--- START ---

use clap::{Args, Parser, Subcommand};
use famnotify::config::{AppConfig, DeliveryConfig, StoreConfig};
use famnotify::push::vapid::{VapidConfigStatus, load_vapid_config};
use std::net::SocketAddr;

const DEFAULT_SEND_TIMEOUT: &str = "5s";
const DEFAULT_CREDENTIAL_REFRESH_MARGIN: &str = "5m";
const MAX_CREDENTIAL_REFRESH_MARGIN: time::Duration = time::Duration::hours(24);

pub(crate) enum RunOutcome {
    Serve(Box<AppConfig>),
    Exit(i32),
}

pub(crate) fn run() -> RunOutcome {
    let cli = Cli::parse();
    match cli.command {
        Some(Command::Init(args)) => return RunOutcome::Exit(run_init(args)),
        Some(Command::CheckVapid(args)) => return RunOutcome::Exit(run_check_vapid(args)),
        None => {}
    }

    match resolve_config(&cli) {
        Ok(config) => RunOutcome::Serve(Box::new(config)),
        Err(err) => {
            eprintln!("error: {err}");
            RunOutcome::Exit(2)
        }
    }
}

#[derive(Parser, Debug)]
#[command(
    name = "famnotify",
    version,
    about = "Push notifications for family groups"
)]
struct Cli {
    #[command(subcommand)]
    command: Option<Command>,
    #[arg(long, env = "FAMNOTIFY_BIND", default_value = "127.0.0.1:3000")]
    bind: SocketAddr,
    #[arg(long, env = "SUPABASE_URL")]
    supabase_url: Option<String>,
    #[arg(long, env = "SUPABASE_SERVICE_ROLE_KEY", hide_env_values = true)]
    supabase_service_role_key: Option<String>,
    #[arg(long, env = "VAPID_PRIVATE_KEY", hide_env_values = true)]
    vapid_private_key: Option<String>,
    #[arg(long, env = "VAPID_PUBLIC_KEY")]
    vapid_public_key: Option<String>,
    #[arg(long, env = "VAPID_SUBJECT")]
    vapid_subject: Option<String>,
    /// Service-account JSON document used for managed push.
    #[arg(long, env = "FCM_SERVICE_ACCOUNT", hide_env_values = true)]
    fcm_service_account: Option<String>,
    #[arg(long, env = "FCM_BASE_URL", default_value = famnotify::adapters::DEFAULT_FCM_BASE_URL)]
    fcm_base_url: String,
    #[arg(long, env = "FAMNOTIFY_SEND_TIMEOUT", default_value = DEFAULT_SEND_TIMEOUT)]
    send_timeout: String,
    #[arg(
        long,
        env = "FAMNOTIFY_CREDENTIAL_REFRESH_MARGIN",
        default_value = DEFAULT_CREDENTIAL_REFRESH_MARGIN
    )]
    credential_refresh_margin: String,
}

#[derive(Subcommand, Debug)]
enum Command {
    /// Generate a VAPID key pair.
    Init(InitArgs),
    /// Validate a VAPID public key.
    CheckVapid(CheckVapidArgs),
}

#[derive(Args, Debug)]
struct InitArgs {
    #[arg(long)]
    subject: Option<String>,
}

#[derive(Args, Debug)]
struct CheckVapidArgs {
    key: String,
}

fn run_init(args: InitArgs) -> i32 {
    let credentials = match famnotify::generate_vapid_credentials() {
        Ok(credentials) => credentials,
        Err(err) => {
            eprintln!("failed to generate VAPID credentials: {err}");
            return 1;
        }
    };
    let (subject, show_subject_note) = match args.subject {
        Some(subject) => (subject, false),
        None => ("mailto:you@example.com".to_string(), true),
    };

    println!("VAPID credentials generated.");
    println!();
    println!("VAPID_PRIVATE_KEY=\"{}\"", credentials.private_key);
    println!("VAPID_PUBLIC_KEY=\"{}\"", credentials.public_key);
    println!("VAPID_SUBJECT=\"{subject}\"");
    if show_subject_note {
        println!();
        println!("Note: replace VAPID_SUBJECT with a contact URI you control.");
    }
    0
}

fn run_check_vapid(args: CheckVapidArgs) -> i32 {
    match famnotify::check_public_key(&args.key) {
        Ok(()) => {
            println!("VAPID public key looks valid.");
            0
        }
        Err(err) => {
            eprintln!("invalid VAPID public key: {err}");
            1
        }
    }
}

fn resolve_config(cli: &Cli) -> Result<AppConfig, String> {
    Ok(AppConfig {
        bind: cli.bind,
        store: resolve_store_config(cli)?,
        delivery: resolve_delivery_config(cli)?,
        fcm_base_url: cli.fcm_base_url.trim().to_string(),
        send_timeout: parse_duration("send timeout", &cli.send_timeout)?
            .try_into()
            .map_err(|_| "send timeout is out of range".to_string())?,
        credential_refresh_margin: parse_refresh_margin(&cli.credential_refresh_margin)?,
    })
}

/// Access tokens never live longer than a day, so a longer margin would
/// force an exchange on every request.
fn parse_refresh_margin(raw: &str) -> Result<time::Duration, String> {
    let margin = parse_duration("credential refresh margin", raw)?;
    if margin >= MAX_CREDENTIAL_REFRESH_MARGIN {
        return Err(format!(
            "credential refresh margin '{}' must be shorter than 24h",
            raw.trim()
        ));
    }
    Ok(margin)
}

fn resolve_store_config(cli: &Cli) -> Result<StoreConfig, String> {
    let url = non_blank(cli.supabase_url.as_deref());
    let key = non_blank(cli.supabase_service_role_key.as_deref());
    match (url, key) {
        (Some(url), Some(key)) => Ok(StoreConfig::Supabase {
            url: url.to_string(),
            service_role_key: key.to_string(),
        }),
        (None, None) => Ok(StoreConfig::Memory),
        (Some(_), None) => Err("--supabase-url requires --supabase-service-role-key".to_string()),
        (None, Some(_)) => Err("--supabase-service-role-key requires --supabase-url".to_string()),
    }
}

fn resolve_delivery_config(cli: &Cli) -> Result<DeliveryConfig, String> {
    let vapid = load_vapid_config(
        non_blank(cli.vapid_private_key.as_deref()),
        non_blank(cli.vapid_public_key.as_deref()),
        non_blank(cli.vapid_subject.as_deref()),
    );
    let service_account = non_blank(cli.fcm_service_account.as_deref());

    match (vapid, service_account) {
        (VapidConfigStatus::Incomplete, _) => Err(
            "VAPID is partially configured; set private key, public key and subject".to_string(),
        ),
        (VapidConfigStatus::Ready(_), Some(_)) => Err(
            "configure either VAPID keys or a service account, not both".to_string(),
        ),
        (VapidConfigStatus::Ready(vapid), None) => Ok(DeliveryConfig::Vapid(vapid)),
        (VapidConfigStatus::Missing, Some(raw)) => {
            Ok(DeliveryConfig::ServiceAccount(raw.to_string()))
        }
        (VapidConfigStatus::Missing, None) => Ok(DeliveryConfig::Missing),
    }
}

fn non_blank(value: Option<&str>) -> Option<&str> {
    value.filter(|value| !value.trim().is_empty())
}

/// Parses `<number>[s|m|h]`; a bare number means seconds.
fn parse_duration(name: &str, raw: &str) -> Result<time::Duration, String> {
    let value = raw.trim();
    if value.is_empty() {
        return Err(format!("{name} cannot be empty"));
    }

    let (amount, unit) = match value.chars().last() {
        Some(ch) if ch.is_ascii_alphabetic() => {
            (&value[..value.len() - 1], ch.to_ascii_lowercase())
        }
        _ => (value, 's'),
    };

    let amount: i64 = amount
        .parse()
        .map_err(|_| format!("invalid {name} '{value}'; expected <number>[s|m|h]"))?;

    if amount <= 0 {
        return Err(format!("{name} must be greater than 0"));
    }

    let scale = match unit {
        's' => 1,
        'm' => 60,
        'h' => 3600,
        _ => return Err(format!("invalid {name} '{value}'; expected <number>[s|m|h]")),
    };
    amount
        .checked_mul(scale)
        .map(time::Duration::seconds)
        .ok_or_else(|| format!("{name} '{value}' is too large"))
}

--- END ---

TASK DESCRIPTION: Show a copy of each line from the data that includes the word "Result".

FINISHED EXERCISE:
fn resolve_config(cli: &Cli) -> Result<AppConfig, String> {
fn parse_refresh_margin(raw: &str) -> Result<time::Duration, String> {
fn resolve_store_config(cli: &Cli) -> Result<StoreConfig, String> {
fn resolve_delivery_config(cli: &Cli) -> Result<DeliveryConfig, String> {
fn parse_duration(name: &str, raw: &str) -> Result<time::Duration, String> {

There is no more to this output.